When you walk into a room full of people who can hardly breathe the last thing you expect them to do is burst into song.
But at the Singing4Breathing second birthday celebration this week they not only did that but they performed renditions of ‘Blackbird’ and ‘Perfect Day’ for Northampton Mayor Gareth Eales to thank him for the support he has given the project.
There were over a hundred people at the Parklands Community Centre, all of them with some form of debilitating lung condition – COPD being the most common but a range of respiratory problems were represented.
The group organiser James Wyatt stood beside me during the final rehearsal just before the arrival of Northampton’s first citizen.
As the choir polished up their version of ‘Blackbird’ he discretely outlined some of the conditions the singers were suffering from. There are no cures for the illnesses he was mentioning and he added: “We’ve got two terminal…”
The list was made more poignant by the feel of the group: almost every moment was punctured by a bit of banter.
When James took centre stage you could see how he set the tone as he handed out bottles of bubbly to group members who were due some thanks or deserved recognition for an achievement. A bit of mickey taking here, a nudge and a smile there.
The friendly atmosphere is an important element of Singing4Breathing, because when people first arrive they often don’t believe their lungs are up to it.
“People say to me: ‘James how can I sing, I can’t even breathe?’ but within about five minutes of arriving there is such a friendly atmosphere and people are so supportive that they just get on with it,” said James who is an occupational therapist at St Andrews Hospital and organises the group in his spare time.
His previous career involved doing groundwork on roads and after what he describes with a chuckle as a ‘mid-life crisis’ he retrained as an occupational therapist, including completing a special project on the therapeutic effects of singing for people with respiratory conditions.

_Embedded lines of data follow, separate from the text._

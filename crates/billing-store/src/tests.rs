use std::sync::Arc;
use std::time::Duration;

use async_trait::async_trait;
use chrono::{TimeZone, Utc};

use parcelbase_core_types::{BillingStatus, TenantId, Tier};

use crate::api::{
    BillingBackend, BillingStateStore, MemoryBillingBackend, UpsertOutcome,
};
use crate::errors::BillingStoreError;
use crate::model::{BillingState, BillingSyncEvent};

fn event(tenant: &TenantId, event_id: &str, tier: Tier, minute: u32) -> BillingSyncEvent {
    BillingSyncEvent {
        event_id: event_id.into(),
        tenant_id: tenant.clone(),
        tier,
        status: BillingStatus::Active,
        period_start: None,
        period_end: None,
        trial_end: None,
        occurred_at: Utc.with_ymd_and_hms(2026, 3, 1, 12, minute, 0).unwrap(),
    }
}

struct FailingBackend;

#[async_trait]
impl BillingBackend for FailingBackend {
    async fn fetch(&self, _: &TenantId) -> Result<Option<BillingState>, BillingStoreError> {
        Err(BillingStoreError::Backend("connection refused".into()))
    }

    async fn upsert_if_newer(
        &self,
        _: BillingState,
    ) -> Result<UpsertOutcome, BillingStoreError> {
        Err(BillingStoreError::Backend("connection refused".into()))
    }
}

struct HangingBackend;

#[async_trait]
impl BillingBackend for HangingBackend {
    async fn fetch(&self, _: &TenantId) -> Result<Option<BillingState>, BillingStoreError> {
        tokio::time::sleep(Duration::from_secs(60)).await;
        Ok(None)
    }

    async fn upsert_if_newer(
        &self,
        _: BillingState,
    ) -> Result<UpsertOutcome, BillingStoreError> {
        tokio::time::sleep(Duration::from_secs(60)).await;
        Ok(UpsertOutcome::Applied)
    }
}

#[tokio::test]
async fn missing_record_fails_closed_to_free_active() {
    let store = BillingStateStore::new(Arc::new(MemoryBillingBackend::new()));
    let tenant = TenantId::new("ws-1");
    let state = store.get(&tenant).await;
    assert_eq!(state.tier, Tier::Free);
    assert_eq!(state.status, BillingStatus::Active);
    assert!(state.synced_at.is_none());
}

#[tokio::test]
async fn backend_error_fails_closed_to_free_active() {
    let store = BillingStateStore::new(Arc::new(FailingBackend));
    let state = store.get(&TenantId::new("ws-1")).await;
    assert_eq!(state.tier, Tier::Free);
    assert_eq!(state.status, BillingStatus::Active);
}

#[tokio::test]
async fn backend_timeout_fails_closed_to_free_active() {
    let store =
        BillingStateStore::with_timeout(Arc::new(HangingBackend), Duration::from_millis(20));
    let state = store.get(&TenantId::new("ws-1")).await;
    assert_eq!(state.tier, Tier::Free);
}

#[tokio::test]
async fn upsert_timeout_surfaces_error() {
    let store =
        BillingStateStore::with_timeout(Arc::new(HangingBackend), Duration::from_millis(20));
    let tenant = TenantId::new("ws-1");
    let result = store.upsert(event(&tenant, "evt-1", Tier::Pro, 0).into_state()).await;
    assert!(matches!(result, Err(BillingStoreError::Timeout(_))));
}

#[tokio::test]
async fn newer_event_supersedes_stored_state() {
    let store = BillingStateStore::new(Arc::new(MemoryBillingBackend::new()));
    let tenant = TenantId::new("ws-1");

    let first = store.upsert(event(&tenant, "evt-1", Tier::Pro, 0).into_state()).await.unwrap();
    assert_eq!(first, UpsertOutcome::Applied);

    let second = store
        .upsert(event(&tenant, "evt-2", Tier::Enterprise, 5).into_state())
        .await
        .unwrap();
    assert_eq!(second, UpsertOutcome::Applied);

    let state = store.get(&tenant).await;
    assert_eq!(state.tier, Tier::Enterprise);
    assert_eq!(state.last_sync_event_id.as_deref(), Some("evt-2"));
}

#[tokio::test]
async fn replayed_event_is_a_no_op() {
    let store = BillingStateStore::new(Arc::new(MemoryBillingBackend::new()));
    let tenant = TenantId::new("ws-1");

    store.upsert(event(&tenant, "evt-1", Tier::Pro, 3).into_state()).await.unwrap();
    let replay = store.upsert(event(&tenant, "evt-1", Tier::Pro, 3).into_state()).await.unwrap();
    assert_eq!(replay, UpsertOutcome::Stale);

    let state = store.get(&tenant).await;
    assert_eq!(state.tier, Tier::Pro);
}

#[tokio::test]
async fn older_event_after_newer_is_ignored() {
    let store = BillingStateStore::new(Arc::new(MemoryBillingBackend::new()));
    let tenant = TenantId::new("ws-1");

    store
        .upsert(event(&tenant, "evt-2", Tier::Enterprise, 10).into_state())
        .await
        .unwrap();
    let stale = store.upsert(event(&tenant, "evt-1", Tier::Free, 2).into_state()).await.unwrap();
    assert_eq!(stale, UpsertOutcome::Stale);

    let state = store.get(&tenant).await;
    assert_eq!(state.tier, Tier::Enterprise);
    assert_eq!(state.last_sync_event_id.as_deref(), Some("evt-2"));
}

#[test]
fn default_state_never_supersedes_synced_state() {
    let tenant = TenantId::new("ws-1");
    let synced = event(&tenant, "evt-1", Tier::Pro, 0).into_state();
    let default = BillingState::default_for(&tenant);
    assert!(!default.supersedes(&synced));
    assert!(synced.supersedes(&default));
    assert!(!synced.supersedes(&synced.clone()));
}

James decided to put theory into practice and started Singing4Breathing.
“Research is still being done on the health benefits but certainly people find that their conditions, which might normally get worse, hit a plateau. It is not a cure but if their lung capacity has been reduced they are learning to use what they have got left better,” said James.

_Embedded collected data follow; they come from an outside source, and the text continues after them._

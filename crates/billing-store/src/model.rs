use chrono::{DateTime, Utc};
use serde::{Deserialize, Serialize};

use parcelbase_core_types::{BillingStatus, TenantId, Tier};

/// Per-tenant billing record. Created implicitly (free/active) the first
/// time a tenant is checked with no stored record; mutated only by billing
/// sync; never deleted, only superseded by newer sync events.
#[derive(Clone, Debug, PartialEq, Serialize, Deserialize)]
pub struct BillingState {
    pub tenant_id: TenantId,
    pub tier: Tier,
    pub status: BillingStatus,
    pub current_period_start: Option<DateTime<Utc>>,
    pub current_period_end: Option<DateTime<Utc>>,
    pub trial_end: Option<DateTime<Utc>>,
    pub last_sync_event_id: Option<String>,
    pub synced_at: Option<DateTime<Utc>>,
}

impl BillingState {
    /// Fail-closed default: an unknown or unreachable tenant record must
    /// never unlock a paid feature.
    pub fn default_for(tenant_id: &TenantId) -> Self {
        Self {
            tenant_id: tenant_id.clone(),
            tier: Tier::Free,
            status: BillingStatus::Active,
            current_period_start: None,
            current_period_end: None,
            trial_end: None,
            last_sync_event_id: None,
            synced_at: None,
        }
    }

    /// Newer-wins ordering for idempotent sync replay: only a strictly
    /// newer sync timestamp supersedes. A state with no sync marker never
    /// supersedes anything.
    pub fn supersedes(&self, other: &BillingState) -> bool {
        match (self.synced_at, other.synced_at) {
            (Some(mine), Some(theirs)) => mine > theirs,
            (Some(_), None) => true,
            (None, _) => false,
        }
    }
}

/// Billing-change event as delivered by the payment-provider webhook.
#[derive(Clone, Debug, PartialEq, Serialize, Deserialize)]
pub struct BillingSyncEvent {
    pub event_id: String,
    pub tenant_id: TenantId,
    pub tier: Tier,
    pub status: BillingStatus,
    pub period_start: Option<DateTime<Utc>>,
    pub period_end: Option<DateTime<Utc>>,
    pub trial_end: Option<DateTime<Utc>>,
    /// Provider-side timestamp used for newer-wins ordering.
    pub occurred_at: DateTime<Utc>,
}

impl BillingSyncEvent {
    pub fn into_state(self) -> BillingState {
        BillingState {
            tenant_id: self.tenant_id,
            tier: self.tier,
            status: self.status,
            current_period_start: self.period_start,
            current_period_end: self.period_end,
            trial_end: self.trial_end,
            last_sync_event_id: Some(self.event_id),
            synced_at: Some(self.occurred_at),
        }
    }
}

Ted Peters is 73 and arrived at Singing4Breathing’s birthday party in a black jacket and trilby hat. A gemstone earring twinkles in his ear.
He said: “I do a lot of exercise, mainly walking, I used to a lot more until I got my breathing problems but the choir is like exercise for my lungs. It teaches you to use your lungs better. It’s a good group, I can’t say enough about it.”

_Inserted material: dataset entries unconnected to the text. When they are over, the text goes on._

use chrono::{DateTime, Utc};
use serde::{Deserialize, Serialize};
use uuid::Uuid;

use parcelbase_core_types::{
    ActorId, DenialReason, EntitlementCheckResult, TenantId, Tier,
};

/// What kind of activity an audit row records. Entitlement checks and
/// tenant-configuration mutations (membership, role, plan, settings) share
/// the same row shape.
#[derive(Clone, Copy, Debug, Eq, PartialEq, Serialize, Deserialize)]
#[serde(rename_all = "snake_case")]
pub enum AuditKind {
    EntitlementCheck,
    ConfigChange,
}

/// Append-only audit row. Never updated or deleted by application code;
/// retention/archival happens outside this subsystem.
#[derive(Clone, Debug, PartialEq, Serialize, Deserialize)]
pub struct AuditEntry {
    pub id: String,
    pub tenant_id: TenantId,
    pub actor_id: Option<ActorId>,
    pub kind: AuditKind,
    /// Feature key for checks; action name for config changes.
    pub action: String,
    pub allowed: Option<bool>,
    pub reason: Option<DenialReason>,
    pub tier: Option<Tier>,
    pub cached: Option<bool>,
    pub timestamp: DateTime<Utc>,
    pub metadata: serde_json::Value,
}

impl AuditEntry {
    pub fn entitlement_check(
        tenant_id: &TenantId,
        actor_id: &ActorId,
        result: &EntitlementCheckResult,
    ) -> Self {
        Self {
            id: Uuid::new_v4().to_string(),
            tenant_id: tenant_id.clone(),
            actor_id: Some(actor_id.clone()),
            kind: AuditKind::EntitlementCheck,
            action: result.feature.clone(),
            allowed: Some(result.enabled),
            reason: result.reason,
            tier: Some(result.tier),
            cached: Some(result.cached),
            timestamp: Utc::now(),
            metadata: serde_json::Value::Null,
        }
    }

    pub fn config_change(
        tenant_id: &TenantId,
        actor_id: &ActorId,
        action: impl Into<String>,
        metadata: serde_json::Value,
    ) -> Self {
        Self {
            id: Uuid::new_v4().to_string(),
            tenant_id: tenant_id.clone(),
            actor_id: Some(actor_id.clone()),
            kind: AuditKind::ConfigChange,
            action: action.into(),
            allowed: None,
            reason: None,
            tier: None,
            cached: None,
            timestamp: Utc::now(),
            metadata,
        }
    }
}
use chrono::{DateTime, Utc};

use billing_store::BillingState;
use parcelbase_core_types::{BillingStatus, DenialReason, Tier};

/// Maps a billing state and required tier to the one canonical denial
/// reason, or `None` when access is allowed. Deterministic, total, pure.
///
/// First match wins; account-status problems take precedence over plan
/// sufficiency. Unknown features never reach this function — the engine
/// short-circuits them before loading billing state.
pub fn resolve(
    billing: &BillingState,
    required: Tier,
    now: DateTime<Utc>,
) -> Option<DenialReason> {
    match billing.status {
        BillingStatus::Cancelled => return Some(DenialReason::SubscriptionInactive),
        BillingStatus::PastDue | BillingStatus::Unpaid => {
            return Some(DenialReason::SubscriptionInactive)
        }
        BillingStatus::Trial => {
            // A trial with no recorded end is treated as still running.
            if let Some(trial_end) = billing.trial_end {
                if now > trial_end {
                    return Some(DenialReason::GracePeriodExpired);
                }
            }
        }
        BillingStatus::Active => {}
    }
    if !billing.tier.is_sufficient_for(required) {
        return Some(DenialReason::TierInsufficient);
    }
    None
}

Ted smoked 50 cigarettes a day in an era when advertisers claimed it was good for your health.
“I constantly had one on the go. I would put one out and light another. I would wake up in the middle of the night and smoke. I also worked for oil companies in the desert. I thought I might have silicosis. A lot of the locals suffered from it because of the sand.”
Ron Mardell takes his wife Sally to the group.
“Since she started coming she has not had one bronchitic cough,” he said, convinced that in a straightforward way Singing4Breathing brings an improvement in quality of life.
Northampton Mayor Gareth Eales has championed the group since it began. He was part of the committee that voted it a Heart of the Community award in its first year.
He said: “Singing4Breathing is doing pioneering work and it really is pioneering, they are a group of which Northampton and James Wyatt can be justly proud.”